Húngaros 06.08
Al viajero solitario las iglesias le producen urticaria. Al viajero le interesan las gentes porque las cosas sin importancia de los demás son las que configuran nuestra manera de ser. Porque la mejor manera de conocer lo nuestro es verlo desde fuera, y que casi nada merece la ‘pena’ porque la pena no es buena para nadie (excluyendo, tal ve, a los húngaros).
También le preocupan los europeos de su generación adictos a los imsersos que, no pudiendo con su cuerpo se empeñan en transportar 25 o 30 kilos extras entre barriga y trasero.
Los húngaros son extremadamente educados, corteses al límite: paran el coche cada vez que pones cara de querer cruzar la calle. Nunca hablan alto: cuando oyes hablar fuerte adivinas la presencia de españoles o italianos. Andan lo necesario para tirar la colilla en el cenicero pegado a cada papelera por todas las calles. Ni un papel por las calles. Los bares de jóvenes repletos de gente bebiendo y no oyes la conversación de la mesa de al lado, pero son tristes. Como su historia, como su música: tristes.
Un italiano afincado en Rumanía que recala en mi hotel me comenta que las cosas están cambiando, que durante el comunismo, todavía lo eran mucho más.
Tienen la tasa más alta de suicidios de su entorno y triplican la media europea.
Hasta los ancianos saben algo de ingles. También deben saber ruso pero parecen haberlo borrado del disco duro. Bien lavados y peinados los niños. De mayores pelo corto casi militar: las pocas melenas de adolescentes que se ven denotan una protesta que en España dejó de verse en los 80.

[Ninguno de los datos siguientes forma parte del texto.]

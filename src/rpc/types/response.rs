use std::error::Error as StdError;
use std::fmt;

use serde::de::DeserializeOwned;
use serde::{Deserialize, Serialize};
use serde_json::Value;

/// Error object carried by a JSON-RPC error response.
#[non_exhaustive]
#[derive(Debug, Clone, PartialEq, Serialize, Deserialize)]
pub struct RpcError {
    pub code: i64,
    pub message: String,
    #[serde(default, skip_serializing_if = "Option::is_none")]
    pub data: Option<Value>,
}

impl fmt::Display for RpcError {
    fn fmt(&self, f: &mut fmt::Formatter<'_>) -> fmt::Result {
        write!(f, "mint returned error {}: {}", self.code, self.message)
    }
}

impl StdError for RpcError {}

/// Server push for an active subscription.
#[non_exhaustive]
#[derive(Debug, Clone, PartialEq, Deserialize)]
pub struct Notification {
    /// Method name chosen by the mint (not interpreted)
    pub method: String,
    pub params: NotificationParams,
}

#[non_exhaustive]
#[derive(Debug, Clone, PartialEq, Deserialize)]
pub struct NotificationParams {
    /// Wire subscription id the update belongs to
    #[serde(rename = "subId")]
    pub sub_id: String,
    #[serde(default)]
    pub payload: Value,
}

impl Notification {
    /// Build a notification for `sub_id`, as an alternative update source would.
    #[must_use]
    pub fn new(sub_id: String, payload: Value) -> Self {
        Self {
            method: "subscribe".to_owned(),
            params: NotificationParams { sub_id, payload },
        }
    }

    #[must_use]
    pub fn sub_id(&self) -> &str {
        &self.params.sub_id
    }

    #[must_use]
    pub fn payload(&self) -> &Value {
        &self.params.payload
    }

    /// Decode the payload into one of the typed update structs.
    pub fn payload_as<T: DeserializeOwned>(&self) -> crate::Result<T> {
        crate::serde_helpers::deserialize_with_warnings(self.params.payload.clone())
    }
}

/// Classification of one inbound frame.
#[non_exhaustive]
#[derive(Debug, Clone, PartialEq)]
pub enum InboundMessage {
    /// Success response to a request we sent.
    Success { id: u64, result: Value },
    /// Error response to a request we sent.
    Failure { id: u64, error: RpcError },
    /// Subscription push (method without id).
    Notification(Notification),
    /// Request from the server (method with id). Clients never serve these.
    Request { method: String },
    /// Valid JSON matching none of the shapes above.
    Unrecognized,
}

impl InboundMessage {
    /// Parse and classify a text frame.
    ///
    /// Fails only when the frame is not JSON or a recognized shape carries
    /// malformed members.
    pub fn parse(text: &str) -> Result<Self, serde_json::Error> {
        let value: Value = serde_json::from_str(text)?;
        Self::classify(value)
    }

    fn classify(value: Value) -> Result<Self, serde_json::Error> {
        let Value::Object(mut object) = value else {
            return Ok(Self::Unrecognized);
        };

        let has_id = object.contains_key("id");
        let id = object.remove("id").filter(|id| !id.is_null());

        if let Some(id) = &id {
            if let Some(result) = object.remove("result") {
                return Ok(id
                    .as_u64()
                    .map_or(Self::Unrecognized, |id| Self::Success { id, result }));
            }
            if let Some(error) = object.remove("error") {
                let error: RpcError = serde_json::from_value(error)?;
                return Ok(id
                    .as_u64()
                    .map_or(Self::Unrecognized, |id| Self::Failure { id, error }));
            }
        }

        match object.get("method") {
            Some(Value::String(method)) if has_id => Ok(Self::Request {
                method: method.clone(),
            }),
            Some(Value::String(_)) => Ok(Self::Notification(serde_json::from_value(
                Value::Object(object),
            )?)),
            _ => Ok(Self::Unrecognized),
        }
    }
}
mod reconnection {
    use std::sync::atomic::{AtomicBool, Ordering};

    use super::*;

    /// Mock mint that can drop every connection on demand.
    struct ReconnectableMockMint {
        addr: SocketAddr,
        request_rx: mpsc::UnboundedReceiver<String>,
        message_tx: broadcast::Sender<String>,
        disconnect_signal: Arc<AtomicBool>,
    }

    impl ReconnectableMockMint {
        async fn start() -> Self {
            let listener = TcpListener::bind("127.0.0.1:0").await.unwrap();
            let addr = listener.local_addr().unwrap();

            let (message_tx, _) = broadcast::channel::<String>(100);
            let (request_tx, request_rx) = mpsc::unbounded_channel::<String>();
            let disconnect_signal = Arc::new(AtomicBool::new(false));

            let broadcast_tx = message_tx.clone();
            let disconnect = Arc::clone(&disconnect_signal);

            tokio::spawn(async move {
                loop {
                    let Ok((stream, _)) = listener.accept().await else {
                        break;
                    };

                    let Ok(ws_stream) = tokio_tungstenite::accept_async(stream).await else {
                        continue;
                    };

                    let (mut write, mut read) = ws_stream.split();
                    let req_tx = request_tx.clone();
                    let mut msg_rx = broadcast_tx.subscribe();
                    let disconnect_clone = Arc::clone(&disconnect);

                    tokio::spawn(async move {
                        loop {
                            if disconnect_clone.load(Ordering::SeqCst) {
                                break;
                            }

                            tokio::select! {
                                msg = read.next() => {
                                    match msg {
                                        Some(Ok(Message::Text(text))) => {
                                            drop(req_tx.send(text.to_string()));
                                        }
                                        Some(Ok(_)) => {}
                                        _ => break,
                                    }
                                }
                                msg = msg_rx.recv() => {
                                    match msg {
                                        Ok(text) => {
                                            if write.send(Message::Text(text.into())).await.is_err() {
                                                break;
                                            }
                                        }
                                        Err(_) => break,
                                    }
                                }
                                () = sleep(Duration::from_millis(50)) => {
                                    if disconnect_clone.load(Ordering::SeqCst) {
                                        break;
                                    }
                                }
                            }
                        }
                    });
                }
            });

            Self {
                addr,
                request_rx,
                message_tx,
                disconnect_signal,
            }
        }

        fn ws_url(&self) -> String {
            format!("ws://{}/v1/ws", self.addr)
        }

        fn disconnect_all(&self) {
            self.disconnect_signal.store(true, Ordering::SeqCst);
        }

        fn allow_reconnect(&self) {
            self.disconnect_signal.store(false, Ordering::SeqCst);
        }

        fn send(&self, message: &str) {
            drop(self.message_tx.send(message.to_owned()));
        }

        /// Next `subscribe` request, skipping anything else.
        async fn recv_subscribe(&mut self) -> Option<Value> {
            timeout(Duration::from_secs(3), async {
                loop {
                    let text = self.request_rx.recv().await?;
                    let request: Value = serde_json::from_str(&text).unwrap();
                    if request["method"] == json!("subscribe") {
                        return Some(request);
                    }
                }
            })
            .await
            .ok()
            .flatten()
        }
    }

    fn config() -> Config {
        Config::builder()
            .reconnect(
                ReconnectConfig::builder()
                    .max_retries(20)
                    .initial_backoff(Duration::from_millis(50))
                    .max_backoff(Duration::from_millis(200))
                    .build(),
            )
            .build()
    }

    #[tokio::test]
    async fn resubscribes_and_receives_updates_after_reconnect() {
        let mut mint = ReconnectableMockMint::start().await;
        let client = Client::new(&mint.ws_url(), config()).unwrap();

        let stream = client.subscribe_mint_quote("q1").unwrap();
        let mut stream = Box::pin(stream);

        let request = mint.recv_subscribe().await.unwrap();
        mint.send(&frames::ack(&request));
        mint.send(&frames::notification(&request, &json!({ "quote": "q1", "state": "UNPAID" })));
        let before = timeout(Duration::from_secs(2), stream.next()).await;
        assert!(before.is_ok(), "Should receive update before disconnect");

        mint.disconnect_all();
        sleep(Duration::from_millis(100)).await;
        mint.allow_reconnect();

        let resubscribe = mint.recv_subscribe().await.unwrap();
        assert_eq!(resubscribe["params"]["filters"], json!(["q1"]));
        assert_ne!(resubscribe["params"]["subId"], request["params"]["subId"]);

        mint.send(&frames::ack(&resubscribe));
        mint.send(&frames::notification(&resubscribe, &json!({ "quote": "q1", "state": "PAID" })));

        let after = timeout(Duration::from_secs(2), stream.next())
            .await
            .unwrap()
            .unwrap()
            .unwrap();
        assert_eq!(after.state, MintQuoteState::Paid);
    }

    #[tokio::test]
    async fn subscribe_made_while_reconnecting_reaches_mint_once() {
        let addr = closed_port().await;
        let config = Config::builder().reconnect(fast_retries(50)).build();
        let client = Client::new(&format!("ws://{addr}/v1/ws"), config).unwrap();

        let mut state_rx = client.state_receiver();
        timeout(
            Duration::from_secs(2),
            state_rx.wait_for(|state| matches!(state, ConnectionState::Reconnecting { .. })),
        )
        .await
        .unwrap()
        .unwrap();

        let kind = SubscriptionKind::Bolt11MintQuote;
        let listener_id = client
            .add_listener(kind, "q1", Listener::on_update(|_| {}))
            .unwrap();

        let mut mint = MockMint::start_on(addr).await;
        let mut received = Vec::new();
        let subscribe = mint.recv_subscribe(&mut received).await.unwrap();
        mint.send(&frames::ack(&subscribe));
        received.push(subscribe);

        eventually(|| client.registry().state(kind, "q1") == Some(SubscriptionState::Active)).await;
        client.remove_listener(kind, "q1", listener_id).unwrap();
        while let Some(request) = mint.recv_request().await {
            received.push(request);
        }

        let ids_with = |method: &str| -> Vec<Value> {
            received
                .iter()
                .filter(|frame| frame["method"] == json!(method))
                .map(|frame| frame["params"]["subId"].clone())
                .collect()
        };
        let subscribed = ids_with("subscribe");
        let unsubscribed = ids_with("unsubscribe");

        assert_eq!(subscribed.len(), 1, "{received:?}");
        assert!(
            subscribed.iter().all(|id| unsubscribed.contains(id)),
            "every subscribed id must be torn down: {received:?}"
        );
        assert_eq!(client.pending_calls(), 0);
    }

    #[tokio::test]
    async fn resubscribes_every_key_in_batches() {
        let mut mint = ReconnectableMockMint::start().await;
        let client = Client::new(&mint.ws_url(), config()).unwrap();

        let keys: Vec<String> = (0..12).map(|i| format!("q{i:02}")).collect();
        for key in &keys {
            client
                .add_listener(SubscriptionKind::Bolt11MintQuote, key, Listener::on_update(|_| {}))
                .unwrap();
            let request = mint.recv_subscribe().await.unwrap();
            mint.send(&frames::ack(&request));
        }

        mint.disconnect_all();
        sleep(Duration::from_millis(100)).await;
        mint.allow_reconnect();

        // A reconnect may be followed by further drops; keep the latest full round
        let mut covered: Vec<String> = Vec::new();
        while covered.len() < keys.len() {
            let request = mint.recv_subscribe().await.unwrap();
            let filters = request["params"]["filters"].as_array().unwrap();
            assert!(filters.len() <= 10);
            if filters.len() == 10 {
                covered.clear();
            }
            covered.extend(filters.iter().map(|f| f.as_str().unwrap().to_owned()));
        }

        covered.sort();
        assert_eq!(covered, keys);
    }
}
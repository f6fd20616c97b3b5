use std::backtrace::Backtrace;
use std::error::Error as StdError;
use std::fmt;

pub use crate::rpc::RpcError;

#[non_exhaustive]
#[derive(Debug, Clone, Copy, PartialEq, Eq)]
pub enum Kind {
    /// Error related to invalid input or state within mint-notify
    Validation,
    /// Internal error from dependencies
    Internal,
    /// Error related to WebSocket connections
    WebSocket,
    /// Error object returned by the mint in a JSON-RPC response
    Rpc,
}

#[derive(Debug)]
pub struct Error {
    kind: Kind,
    source: Option<Box<dyn StdError + Send + Sync + 'static>>,
    backtrace: Backtrace,
}

impl Error {
    pub fn with_source<S: StdError + Send + Sync + 'static>(kind: Kind, source: S) -> Self {
        Self {
            kind,
            source: Some(Box::new(source)),
            backtrace: Backtrace::capture(),
        }
    }

    #[must_use]
    pub fn kind(&self) -> Kind {
        self.kind
    }

    #[must_use]
    pub fn backtrace(&self) -> &Backtrace {
        &self.backtrace
    }

    #[must_use]
    pub fn inner(&self) -> Option<&(dyn StdError + Send + Sync + 'static)> {
        self.source.as_deref()
    }

    #[must_use]
    pub fn downcast_ref<E: StdError + 'static>(&self) -> Option<&E> {
        let e = self.source.as_deref()?;
        e.downcast_ref::<E>()
    }

    pub fn validation<S: Into<String>>(message: S) -> Self {
        Validation {
            reason: message.into(),
        }
        .into()
    }
}

impl fmt::Display for Error {
    fn fmt(&self, f: &mut fmt::Formatter<'_>) -> fmt::Result {
        match &self.source {
            Some(src) => write!(f, "{:?}: {}", self.kind, src),
            None => write!(f, "{:?}", self.kind),
        }
    }
}

impl StdError for Error {
    fn source(&self) -> Option<&(dyn StdError + 'static)> {
        self.source
            .as_deref()
            .map(|e| e as &(dyn StdError + 'static))
    }
}

#[non_exhaustive]
#[derive(Debug)]
pub struct Validation {
    pub reason: String,
}

impl fmt::Display for Validation {
    fn fmt(&self, f: &mut fmt::Formatter<'_>) -> fmt::Result {
        write!(f, "invalid: {}", self.reason)
    }
}

impl StdError for Validation {}

impl From<Validation> for Error {
    fn from(err: Validation) -> Self {
        Error::with_source(Kind::Validation, err)
    }
}

impl From<RpcError> for Error {
    fn from(err: RpcError) -> Self {
        Error::with_source(Kind::Rpc, err)
    }
}

impl From<serde_json::Error> for Error {
    fn from(e: serde_json::Error) -> Self {
        Error::with_source(Kind::Internal, e)
    }
}

impl From<url::ParseError> for Error {
    fn from(e: url::ParseError) -> Self {
        Error::with_source(Kind::Validation, e)
    }
}
//! Core traits for generic WebSocket infrastructure.

use std::sync::{Mutex, PoisonError};

/// Outbound half of a text-frame connection.
///
/// The RPC layer talks to the socket only through this trait, so it can be
/// driven by a [`Transport`](super::Transport) in production and by an
/// in-memory recorder in tests.
///
/// # Example
///
/// ```ignore
/// struct Recorder(Mutex<Vec<String>>);
///
/// impl MessageSink for Recorder {
///     fn send_text(&self, text: String) -> crate::Result<()> {
///         self.0.lock().unwrap().push(text);
///         Ok(())
///     }
/// }
/// ```
pub trait MessageSink: Send + Sync + 'static {
    /// Queue a text frame for delivery.
    ///
    /// Returns immediately. Fails only if the frame can never be delivered,
    /// e.g. because the connection was shut down.
    fn send_text(&self, text: String) -> crate::Result<()>;
}

/// Sink that keeps every frame in memory, in send order.
///
/// Test and benchmark double for driving a [`Correlator`](crate::rpc::Correlator)
/// without a socket.
#[doc(hidden)]
#[derive(Debug, Default)]
pub struct RecordingSink {
    sent: Mutex<Vec<String>>,
}

impl RecordingSink {
    /// Create an empty recorder.
    #[must_use]
    pub fn new() -> Self {
        Self::default()
    }

    /// Frames sent so far.
    #[must_use]
    pub fn sent(&self) -> Vec<String> {
        self.sent
            .lock()
            .unwrap_or_else(PoisonError::into_inner)
            .clone()
    }

    /// Remove and return all frames sent so far.
    pub fn take(&self) -> Vec<String> {
        std::mem::take(&mut *self.sent.lock().unwrap_or_else(PoisonError::into_inner))
    }
}

impl MessageSink for RecordingSink {
    fn send_text(&self, text: String) -> crate::Result<()> {
        self.sent
            .lock()
            .unwrap_or_else(PoisonError::into_inner)
            .push(text);
        Ok(())
    }
}
/// Session loop: connect, service the socket, back off, repeat.
async fn connection_loop(
    endpoint: String,
    config: Config,
    mut outbound_rx: mpsc::UnboundedReceiver<String>,
    session: SessionChannels,
) {
    let mut retry_count = 0_u32;
    let mut backoff: ExponentialBackoff = config.reconnect.clone().into();

    loop {
        if outbound_rx.is_closed() {
            return;
        }

        session.set_state(ConnectionState::Connecting);

        let attempt = timeout(config.connection_timeout, connect_async(endpoint.as_str()));
        let outcome = tokio::select! {
            () = session.cancel.cancelled() => return,
            outcome = attempt => outcome,
        };

        match outcome {
            Ok(Ok((ws_stream, _))) => {
                if retry_count > 0 {
                    // Frames queued for the old socket refer to server state that is gone
                    let dropped = discard_queued(&mut outbound_rx);
                    #[cfg(feature = "tracing")]
                    tracing::debug!(retry_count, dropped, "WebSocket reconnected");
                    #[cfg(not(feature = "tracing"))]
                    let _: usize = dropped;
                    session.emit(TransportEvent::Reconnected);
                }
                retry_count = 0;
                backoff.reset();

                session.set_state(ConnectionState::Open {
                    since: Instant::now(),
                });
                session.emit(TransportEvent::Open);

                match handle_connection(ws_stream, &mut outbound_rx, &session).await {
                    Ok(Ended::Cancelled | Ended::Shutdown) => return,
                    Ok(Ended::Closed(reason)) => {
                        #[cfg(feature = "tracing")]
                        tracing::debug!(?reason, "WebSocket closed by peer");
                        session.emit(TransportEvent::Closed { reason });
                    }
                    Err(e) => {
                        #[cfg(feature = "tracing")]
                        tracing::warn!("Error handling connection: {e:?}");
                        session.emit(TransportEvent::Error {
                            message: e.to_string(),
                        });
                        session.emit(TransportEvent::Closed { reason: None });
                    }
                }
            }
            Ok(Err(e)) => {
                let error = Error::from(e);
                #[cfg(feature = "tracing")]
                tracing::warn!("Unable to connect: {error:?}");
                session.emit(TransportEvent::Error {
                    message: error.to_string(),
                });
            }
            Err(_elapsed) => {
                let error = Error::from(WsError::Timeout(config.connection_timeout));
                #[cfg(feature = "tracing")]
                tracing::warn!("Unable to connect: {error:?}");
                session.emit(TransportEvent::Error {
                    message: error.to_string(),
                });
            }
        }

        if retry_count >= config.reconnect.max_retries {
            #[cfg(feature = "tracing")]
            tracing::warn!(retry_count, "Giving up on reconnecting");
            session.set_state(ConnectionState::Disconnected);
            session.emit(TransportEvent::ReconnectFailed);
            return;
        }

        session.set_state(ConnectionState::Reconnecting {
            attempt: retry_count.saturating_add(1),
        });

        if let Some(delay) = backoff.next_backoff() {
            #[cfg(feature = "tracing")]
            tracing::debug!(?delay, retry_count, "Scheduling reconnect");
            tokio::select! {
                () = session.cancel.cancelled() => return,
                () = sleep(delay) => {}
            }
        }
        retry_count = retry_count.saturating_add(1);
    }
}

Contestan escueta y educadamente a tus preguntas pero nunca sonríen. Es como si se hubiera instalado una depresión en la ciudad como por orden municipal, como si una nube de melancolía cubriera esta parte del mundo.
Hasta los niños en sus juegos parecen adultos bajitos y tristes.
Les encantan los solariums, que no son sino esa especie de sarcófagos claustrofóbicos donde te metes dentro y te van dando dosis de rayos uva o como se llamen, porque deben estar descontentos con su hermosa y blanca piel.
También les gusta la cerveza y cuando se juntan varios, les sirven una especie de depósito cilíndrico con señales que indican los litros y un grifo en la parte inferior para irse sirviendo: tristes y borrachuzos, pero nunca folloneros.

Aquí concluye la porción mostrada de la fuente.